Hablaron y hablaron tanto hasta que los ronquidos del viajero la convencieron de que era mejor así,… tal vez al otro día. Despertó temprano, se lavó la cara y las partes como siempre lo hacía. Avivó las brasitas del fogón y lo esperó que volviera. Tal vez había ido al río a lavarse o a buscar agua.

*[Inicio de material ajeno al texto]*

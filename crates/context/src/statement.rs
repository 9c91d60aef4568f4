use luxport_common::ParamSet;
use serde::{Deserialize, Serialize};

/// Capability a sink must declare before it accepts a statement.
#[derive(Debug, Clone, Copy, PartialEq, Eq, Hash, Serialize, Deserialize)]
pub enum Capability {
    /// Materials, textures and named volumes.
    Materials,
    /// Shapes, lights, named material/medium selection.
    Geometry,
    /// Attribute/transform blocks, transforms and coordinate systems.
    ScopedTransforms,
    /// Named primitive blocks and instance references.
    Instancing,
    /// Camera, film, sampler, integrators and world begin/end.
    SceneSetup,
    /// Redirecting statements into separate logical output files.
    FilePartitioning,
    /// Writing side files such as binary PLY meshes.
    ExternalFiles,
}

/// Logical output file of a partitioned export.
#[derive(Debug, Clone, Copy, PartialEq, Eq, Hash, PartialOrd, Ord, Serialize, Deserialize)]
pub enum LogicalFile {
    Main,
    Materials,
    Geometry,
    Volumes,
}

impl LogicalFile {
    pub const PARTITIONS: [LogicalFile; 3] = [
        LogicalFile::Volumes,
        LogicalFile::Materials,
        LogicalFile::Geometry,
    ];
}

/// One renderer scene-description statement.
///
/// This is the vocabulary every sink variant consumes; sinks differ only in
/// how they serialize it.
#[derive(Debug, Clone, PartialEq, Serialize, Deserialize)]
pub enum Statement {
    AttributeBegin,
    AttributeEnd,
    TransformBegin,
    TransformEnd,
    Identity,
    Transform([f32; 16]),
    ConcatTransform([f32; 16]),
    LookAt {
        eye: [f32; 3],
        target: [f32; 3],
        up: [f32; 3],
    },
    CoordinateSystem(String),
    CoordSysTransform(String),
    Camera {
        kind: String,
        params: ParamSet,
    },
    Film {
        kind: String,
        params: ParamSet,
    },
    Sampler {
        kind: String,
        params: ParamSet,
    },
    SurfaceIntegrator {
        kind: String,
        params: ParamSet,
    },
    VolumeIntegrator {
        kind: String,
        params: ParamSet,
    },
    PixelFilter {
        kind: String,
        params: ParamSet,
    },
    Accelerator {
        kind: String,
        params: ParamSet,
    },
    WorldBegin,
    WorldEnd,
    Texture {
        name: String,
        variant: String,
        kind: String,
        params: ParamSet,
    },
    Material {
        kind: String,
        params: ParamSet,
    },
    MakeNamedMaterial {
        name: String,
        params: ParamSet,
    },
    NamedMaterial(String),
    MakeNamedVolume {
        name: String,
        kind: String,
        params: ParamSet,
    },
    Interior(String),
    Exterior(String),
    LightGroup {
        name: String,
        params: ParamSet,
    },
    LightSource {
        kind: String,
        params: ParamSet,
    },
    AreaLightSource {
        kind: String,
        params: ParamSet,
    },
    Shape {
        kind: String,
        params: ParamSet,
    },
    ObjectBegin(String),
    ObjectEnd,
    ObjectInstance(String),
    MotionInstance {
        name: String,
        start: f32,
        stop: f32,
        to: String,
    },
    PortalInstance(String),
}

impl Statement {
    /// Statement keyword as written in scene files.
    pub fn keyword(&self) -> &'static str {
        match self {
            Self::AttributeBegin => "AttributeBegin",
            Self::AttributeEnd => "AttributeEnd",
            Self::TransformBegin => "TransformBegin",
            Self::TransformEnd => "TransformEnd",
            Self::Identity => "Identity",
            Self::Transform(_) => "Transform",
            Self::ConcatTransform(_) => "ConcatTransform",
            Self::LookAt { .. } => "LookAt",
            Self::CoordinateSystem(_) => "CoordinateSystem",
            Self::CoordSysTransform(_) => "CoordSysTransform",
            Self::Camera { .. } => "Camera",
            Self::Film { .. } => "Film",
            Self::Sampler { .. } => "Sampler",
            Self::SurfaceIntegrator { .. } => "SurfaceIntegrator",
            Self::VolumeIntegrator { .. } => "VolumeIntegrator",
            Self::PixelFilter { .. } => "PixelFilter",
            Self::Accelerator { .. } => "Accelerator",
            Self::WorldBegin => "WorldBegin",
            Self::WorldEnd => "WorldEnd",
            Self::Texture { .. } => "Texture",
            Self::Material { .. } => "Material",
            Self::MakeNamedMaterial { .. } => "MakeNamedMaterial",
            Self::NamedMaterial(_) => "NamedMaterial",
            Self::MakeNamedVolume { .. } => "MakeNamedVolume",
            Self::Interior(_) => "Interior",
            Self::Exterior(_) => "Exterior",
            Self::LightGroup { .. } => "LightGroup",
            Self::LightSource { .. } => "LightSource",
            Self::AreaLightSource { .. } => "AreaLightSource",
            Self::Shape { .. } => "Shape",
            Self::ObjectBegin(_) => "ObjectBegin",
            Self::ObjectEnd => "ObjectEnd",
            Self::ObjectInstance(_) => "ObjectInstance",
            Self::MotionInstance { .. } => "MotionInstance",
            Self::PortalInstance(_) => "PortalInstance",
        }
    }

    /// Capability a sink needs to accept this statement.
    pub fn capability(&self) -> Capability {
        match self {
            Self::AttributeBegin
            | Self::AttributeEnd
            | Self::TransformBegin
            | Self::TransformEnd
            | Self::Identity
            | Self::Transform(_)
            | Self::ConcatTransform(_)
            | Self::LookAt { .. }
            | Self::CoordinateSystem(_)
            | Self::CoordSysTransform(_) => Capability::ScopedTransforms,
            Self::Camera { .. }
            | Self::Film { .. }
            | Self::Sampler { .. }
            | Self::SurfaceIntegrator { .. }
            | Self::VolumeIntegrator { .. }
            | Self::PixelFilter { .. }
            | Self::Accelerator { .. }
            | Self::WorldBegin
            | Self::WorldEnd => Capability::SceneSetup,
            Self::Texture { .. }
            | Self::Material { .. }
            | Self::MakeNamedMaterial { .. }
            | Self::MakeNamedVolume { .. } => Capability::Materials,
            Self::NamedMaterial(_)
            | Self::Interior(_)
            | Self::Exterior(_)
            | Self::LightGroup { .. }
            | Self::LightSource { .. }
            | Self::AreaLightSource { .. }
            | Self::Shape { .. } => Capability::Geometry,
            Self::ObjectBegin(_)
            | Self::ObjectEnd
            | Self::ObjectInstance(_)
            | Self::MotionInstance { .. }
            | Self::PortalInstance(_) => Capability::Instancing,
        }
    }

    /// Name carried by the statement, if any. Used as the record name by the packaging sink.
    pub fn name(&self) -> Option<&str> {
        match self {
            Self::CoordinateSystem(n)
            | Self::CoordSysTransform(n)
            | Self::NamedMaterial(n)
            | Self::Interior(n)
            | Self::Exterior(n)
            | Self::ObjectBegin(n)
            | Self::ObjectInstance(n)
            | Self::PortalInstance(n) => Some(n),
            Self::Texture { name, .. }
            | Self::MakeNamedMaterial { name, .. }
            | Self::MakeNamedVolume { name, .. }
            | Self::LightGroup { name, .. }
            | Self::MotionInstance { name, .. } => Some(name),
            _ => None,
        }
    }

    /// Parameter payload of the statement, if it carries one.
    pub fn params(&self) -> Option<&ParamSet> {
        match self {
            Self::Camera { params, .. }
            | Self::Film { params, .. }
            | Self::Sampler { params, .. }
            | Self::SurfaceIntegrator { params, .. }
            | Self::VolumeIntegrator { params, .. }
            | Self::PixelFilter { params, .. }
            | Self::Accelerator { params, .. }
            | Self::Texture { params, .. }
            | Self::Material { params, .. }
            | Self::MakeNamedMaterial { params, .. }
            | Self::MakeNamedVolume { params, .. }
            | Self::LightGroup { params, .. }
            | Self::LightSource { params, .. }
            | Self::AreaLightSource { params, .. }
            | Self::Shape { params, .. } => Some(params),
            _ => None,
        }
    }
}

#[cfg(test)]
mod tests {
    use super::*;

    #[test]
    fn instancing_statements_need_instancing() {
        assert_eq!(
            Statement::ObjectBegin("m".into()).capability(),
            Capability::Instancing
        );
        assert_eq!(
            Statement::PortalInstance("p".into()).capability(),
            Capability::Instancing
        );
        assert_eq!(
            Statement::Shape {
                kind: "trianglemesh".into(),
                params: ParamSet::new()
            }
            .capability(),
            Capability::Geometry
        );
    }

    #[test]
    fn names_and_params() {
        let s = Statement::MakeNamedMaterial {
            name: "Red".into(),
            params: ParamSet::new().add_string("type", "matte"),
        };
        assert_eq!(s.keyword(), "MakeNamedMaterial");
        assert_eq!(s.name(), Some("Red"));
        assert_eq!(s.params().map(|p| p.len()), Some(1));
        assert_eq!(Statement::WorldEnd.name(), None);
    }
}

Preparó el mate cocido con leche y se quedó esperando al hombre que por primera vez se  acercara a su rancho, y se acordó que su madre le había dicho que cuando le viniera la sangre y sintiera que su olor era como el de la vira vira, entonces comprendería porqué, el pueblo pazoica debía continuar en ella. Y que cuando el Kuntur sobrevolara el Antinaco y la vicuña se acercara a las pircas, esa sería la señal de que un chango vendría a visitarla.

Hasta que un día en que Chaya se hallaba en la costa del río, lavando su ropa, inclinada  sobre una piedra, creyó ver o sentir que se acercaba el joven pastor de cabras que esperaba hacía tantos años. Se quedó quieta como la vicuña, el chango dio una vuelta a su alrededor, ella le sonrió y él, levantándole la camiseta andina repitió lo que tantas veces había visto hacer a los machos.

Luego de un indescifrable momento en el que ambos, en la inmensidad de la quebrada y a plena luz del día, compartieron el ancestral ejercicio de la procreación, el chango le dio una palmada en las ancas y se marchó a cuidar su majada.

Pasaron muchos años desde aquel día, hasta que; un grupo de exploradores halló las ruinas de las pircas y, excavando la tierra apisonada descubrió lo que había sido una vivienda capayán y cubiertos por una capa de tierra,  los restos de un cadáver de mujer con otro más pequeño entre sus huesos.